**Problem to work on**
Please return every line of the records that contains the word "clear".

**Available data**

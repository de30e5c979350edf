use std::fmt;
use std::sync::Arc;

use rustc_hash::FxHashMap;

use crate::cnf::*;
use crate::error::TrailError;
use crate::solving::traits::Valuation;

// -----------------------------------------------------------------------------------------------
/// # Assignment Entry
/// One assignment on the trail: which value a variable took, at what decision depth and why.
/// The reason is the clause which forced the value; decisions have no reason at all.
// -----------------------------------------------------------------------------------------------
#[derive(Debug, Clone, PartialEq, Eq)]
pub struct AssignmentEntry {
    variable: Variable,
    value   : bool,
    reason  : Option<Arc<Clause>>,
    depth   : usize,
}

impl AssignmentEntry {
    /// A free choice made by the search at the given depth
    pub fn decision(variable: Variable, value: bool, depth: usize) -> AssignmentEntry {
        AssignmentEntry { variable, value, reason: None, depth }
    }

    /// A value forced by `reason` at the given depth
    pub fn implied(variable: Variable, value: bool, reason: Arc<Clause>, depth: usize) -> AssignmentEntry {
        AssignmentEntry { variable, value, reason: Some(reason), depth }
    }

    /// A permanent fact (depth 0) forced by `reason`
    pub fn fact(variable: Variable, value: bool, reason: Arc<Clause>) -> AssignmentEntry {
        AssignmentEntry::implied(variable, value, reason, 0)
    }

    #[inline]
    pub fn variable(&self) -> Variable { self.variable }

    #[inline]
    pub fn value(&self) -> bool { self.value }

    #[inline]
    pub fn depth(&self) -> usize { self.depth }

    /// The clause that justifies this assignment, None for decisions
    #[inline]
    pub fn reason(&self) -> Option<&Arc<Clause>> { self.reason.as_ref() }

    #[inline]
    pub fn is_decision(&self) -> bool { self.reason.is_none() }

    /// The literal made true by this assignment
    pub fn literal(&self) -> Literal {
        Literal::from_var(self.variable, Polarity::of(self.value))
    }
}

impl fmt::Display for AssignmentEntry {
    fn fmt(&self, f: &mut fmt::Formatter) -> fmt::Result {
        write!(f, "{}@{}", self.literal(), self.depth)
    }
}

/// Where an entry lives in the trail
#[derive(Debug, Clone, Copy, PartialEq, Eq)]
enum Slot { Fact(usize), Stack(usize) }

// -----------------------------------------------------------------------------------------------
/// # Trail
/// The ordered record of all current assignments (aka the assignment stack).
///
/// Permanent facts (depth 0) are kept apart from the chronological part of the trail: they are
/// never popped, so stack discipline only ever applies to the entries with a positive depth.
/// An index from variable to entry makes every lookup O(1).
///
/// The trail maintains the following invariants:
/// - a variable appears at most once,
/// - entries at depth 0 are never removed (except by `clear`),
/// - `depth()` is the depth of the most recent chronological entry, 0 when there is none.
// -----------------------------------------------------------------------------------------------
#[derive(Debug, Clone, Default)]
pub struct Trail {
    /// The depth 0 entries, in the order they were pushed
    facts: Vec<AssignmentEntry>,
    /// The entries with a positive depth, in the order they were pushed
    stack: Vec<AssignmentEntry>,
    index: FxHashMap<Variable, Slot>,
}

impl Trail {
    pub fn new() -> Trail {
        Trail::default()
    }

    /// Records `entry` on the trail.
    ///
    /// # Return Value
    /// When the variable is already on the trail, nothing is recorded and the return value tells
    /// whether the existing value agrees with the new one. `false` means that the two
    /// assignments contradict each other and *must* be handled as a conflict by the caller.
    /// Otherwise the entry is recorded and `true` is returned.
    pub fn push(&mut self, entry: AssignmentEntry) -> bool {
        if let Some(existing) = self.try_entry_of(entry.variable) {
            return existing.value == entry.value;
        }

        let variable = entry.variable;
        let slot = if entry.depth == 0 {
            self.facts.push(entry);
            Slot::Fact(self.facts.len() - 1)
        } else {
            self.stack.push(entry);
            Slot::Stack(self.stack.len() - 1)
        };
        self.index.insert(variable, slot);
        true
    }

    /// Removes and returns the most recent entry of the chronological part of the trail.
    ///
    /// # Errors
    /// - `TrailError::Empty` when the trail holds nothing at all,
    /// - `TrailError::Permanent` when only depth 0 entries are left.
    pub fn pop(&mut self) -> Result<AssignmentEntry, TrailError> {
        match self.stack.pop() {
            Some(entry) => {
                self.index.remove(&entry.variable);
                Ok(entry)
            },
            None if self.facts.is_empty() => Err(TrailError::Empty),
            None => Err(TrailError::Permanent)
        }
    }

    /// Returns the most recent entry without removing it. Facts are only considered when the
    /// chronological part of the trail is empty.
    pub fn peek(&self) -> Result<&AssignmentEntry, TrailError> {
        self.stack.last()
            .or_else(|| self.facts.last())
            .ok_or(TrailError::Empty)
    }

    /// Pops entries until none deeper than `target` remains. Returns the number of popped entries.
    /// Depth 0 entries are never popped.
    pub fn remove_to_depth(&mut self, target: usize) -> usize {
        let mut removed = 0;
        while let Some(top) = self.stack.last() {
            if top.depth <= target { break; }

            let variable = top.variable;
            self.stack.pop();
            self.index.remove(&variable);
            removed += 1;
        }
        removed
    }

    /// The current decision depth
    pub fn depth(&self) -> usize {
        self.stack.last().map_or(0, |e| e.depth)
    }

    #[inline]
    pub fn contains(&self, v: Variable) -> bool {
        self.index.contains_key(&v)
    }

    /// Returns the value assigned to `v`.
    ///
    /// # Panics
    /// When `v` is not on the trail. Use `try_value_of` when that may be the case.
    pub fn value_of(&self, v: Variable) -> bool {
        self.entry_of(v).value
    }

    pub fn try_value_of(&self, v: Variable) -> Option<bool> {
        self.try_entry_of(v).map(|e| e.value)
    }

    /// Returns the entry recording the assignment of `v`.
    ///
    /// # Panics
    /// When `v` is not on the trail. Use `try_entry_of` when that may be the case.
    pub fn entry_of(&self, v: Variable) -> &AssignmentEntry {
        match self.try_entry_of(v) {
            Some(entry) => entry,
            None        => panic!("{} is not assigned", v)
        }
    }

    pub fn try_entry_of(&self, v: Variable) -> Option<&AssignmentEntry> {
        match self.index.get(&v) {
            Some(Slot::Fact (i)) => self.facts.get(*i),
            Some(Slot::Stack(i)) => self.stack.get(*i),
            None                 => None
        }
    }

    /// Returns the most recently pushed entry which is an implication over some variable of
    /// `clause`. Permanent facts are considered last.
    pub fn latest_implied_in(&self, clause: &Clause) -> Option<&AssignmentEntry> {
        self.iter().rev().find(|e| !e.is_decision() && clause.contains(e.variable))
    }

    pub fn len(&self) -> usize { self.facts.len() + self.stack.len() }

    pub fn is_empty(&self) -> bool { self.len() == 0 }

    /// Iterates over all entries: the facts first, then the rest in chronological order
    pub fn iter(&self) -> impl DoubleEndedIterator<Item=&AssignmentEntry> + '_ {
        self.facts.iter().chain(self.stack.iter())
    }

    /// The literals made true by the trail (a model whenever every variable is assigned)
    pub fn literals(&self) -> Vec<Literal> {
        self.iter().map(AssignmentEntry::literal).collect()
    }

    /// Forgets everything, facts included
    pub fn clear(&mut self) {
        self.facts.clear();
        self.stack.clear();
        self.index.clear();
    }
}

impl Valuation for Trail {
    #[inline]
    fn var_value(&self, v: Variable) -> Option<bool> {
        self.try_value_of(v)
    }
}

impl fmt::Display for Trail {
    fn fmt(&self, f: &mut fmt::Formatter) -> fmt::Result {
        for (i, e) in self.iter().enumerate() {
            if i > 0 { write!(f, ", ")?; }
            write!(f, "{}", e)?;
        }
        Ok(())
    }
}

**Reply to the exercise**
/// - entries at depth 0 are never removed (except by `clear`),
    pub fn clear(&mut self) {
        self.facts.clear();
        self.stack.clear();
        self.index.clear();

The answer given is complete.